mod common;

use serde_json::json;
use shopadmin::suppliers::{ApplicationStatus, Decision, SupplierApplicationRequest};
use shopadmin::ApiError;
use wiremock::matchers::{body_json, method, path, query_param};
use wiremock::{Mock, MockServer, ResponseTemplate};

fn application(status: &str) -> serde_json::Value {
    json!({
        "id": 5,
        "businessName": "Acme Supply",
        "businessEmail": "ops@acme.io",
        "businessPhone": null,
        "website": "https://acme.io",
        "message": null,
        "status": status,
        "submittedAt": "2024-05-01T10:00:00",
        "reviewedAt": null,
        "reviewedBy": null,
        "adminNote": null
    })
}

#[tokio::test]
async fn test_review_sends_decision_and_note() {
    let server = MockServer::start().await;
    Mock::given(method("PATCH"))
        .and(path("/api/admin/suppliers/applications/5"))
        .and(body_json(json!({"decision": "APPROVE", "adminNote": "Welcome aboard"})))
        .respond_with(ResponseTemplate::new(200).set_body_json(application("APPROVED")))
        .expect(1)
        .mount(&server)
        .await;

    let (state, _) = common::logged_in(&server, "/admin/suppliers", "ADMIN").await;
    let reviewed = state
        .suppliers()
        .review(5, Decision::Approve, Some(" Welcome aboard ".into()))
        .await
        .unwrap();
    assert_eq!(reviewed.status, ApplicationStatus::Approved);
}

#[tokio::test]
async fn test_list_applications_filters_by_status() {
    let server = MockServer::start().await;
    Mock::given(method("GET"))
        .and(path("/api/admin/suppliers/applications"))
        .and(query_param("status", "PENDING"))
        .and(query_param("page", "0"))
        .and(query_param("size", "20"))
        .respond_with(ResponseTemplate::new(200).set_body_json(json!({
            "content": [application("PENDING")],
            "number": 0,
            "size": 20,
            "totalElements": 1,
            "totalPages": 1,
            "first": true,
            "last": true
        })))
        .expect(1)
        .mount(&server)
        .await;

    let (state, _) = common::logged_in(&server, "/admin/suppliers", "ADMIN").await;
    let page = state
        .suppliers()
        .list_applications(Some(ApplicationStatus::Pending), 0, 20)
        .await
        .unwrap();
    assert_eq!(page.content.len(), 1);
    assert_eq!(page.content[0].business_name, "Acme Supply");
    assert!(!page.has_next());
}

#[tokio::test]
async fn test_apply_validates_before_sending() {
    let server = MockServer::start().await;
    Mock::given(method("POST"))
        .and(path("/api/suppliers/applications"))
        .and(body_json(json!({"businessName": "Acme Supply", "businessEmail": "ops@acme.io"})))
        .respond_with(ResponseTemplate::new(201).set_body_json(application("PENDING")))
        .expect(1)
        .mount(&server)
        .await;

    let (state, _) = common::logged_in(&server, "/supplier", "USER").await;
    let bad = SupplierApplicationRequest {
        business_name: "Acme Supply".into(),
        business_email: "not-an-email".into(),
        ..Default::default()
    };
    assert!(matches!(
        state.suppliers().apply(bad).await,
        Err(ApiError::Validation(_))
    ));

    let good = SupplierApplicationRequest {
        business_name: " Acme Supply ".into(),
        business_email: "ops@acme.io".into(),
        website: Some("  ".into()),
        ..Default::default()
    };
    let created = state.suppliers().apply(good).await.unwrap();
    assert_eq!(created.status, ApplicationStatus::Pending);
}

#[tokio::test]
async fn test_dashboard_and_my_applications() {
    let server = MockServer::start().await;
    Mock::given(method("GET"))
        .and(path("/api/suppliers/dashboard"))
        .respond_with(ResponseTemplate::new(200).set_body_json(json!({
            "supplier": false,
            "canApply": true,
            "latestStatus": null,
            "applications": [],
            "alerts": [{"severity": "info", "message": "Apply to become a supplier", "createdAt": null}]
        })))
        .mount(&server)
        .await;
    Mock::given(method("GET"))
        .and(path("/api/suppliers/applications/me"))
        .respond_with(ResponseTemplate::new(200).set_body_json(json!([application("REJECTED")])))
        .mount(&server)
        .await;

    let (state, _) = common::logged_in(&server, "/supplier", "USER").await;
    let dash = state.suppliers().dashboard().await.unwrap();
    assert!(dash.can_apply);
    assert!(dash.latest_status.is_none());
    assert_eq!(dash.alerts.len(), 1);

    let mine = state.suppliers().my_applications().await.unwrap();
    assert_eq!(mine[0].status, ApplicationStatus::Rejected);
}

#[tokio::test]
async fn test_admin_users_list_and_delete() {
    let server = MockServer::start().await;
    Mock::given(method("GET"))
        .and(path("/api/admin/users"))
        .respond_with(ResponseTemplate::new(200).set_body_json(json!([
            {"id": 1, "fullName": "Alice Admin", "email": "alice@example.com", "roles": ["ROLE_ADMIN"]},
            {"id": 2, "username": "bob", "email": "bob@example.com", "role": "USER"}
        ])))
        .mount(&server)
        .await;
    Mock::given(method("DELETE"))
        .and(path("/api/admin/users/2"))
        .respond_with(ResponseTemplate::new(204))
        .expect(1)
        .mount(&server)
        .await;

    let (state, _) = common::logged_in(&server, "/admin/users", "ADMIN").await;
    let users = state.admin_users().list().await.unwrap();
    assert_eq!(users.len(), 2);
    assert_eq!(users[0].display_name(), "Alice Admin");
    assert_eq!(users[1].role_list(), vec!["USER".to_string()]);

    state.admin_users().delete(2).await.unwrap();
}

====================

Lines with the word "message" in them are the answer; report each one from the data.

● **Task output**:
        "message": null,
            "alerts": [{"severity": "info", "message": "Apply to become a supplier", "createdAt": null}]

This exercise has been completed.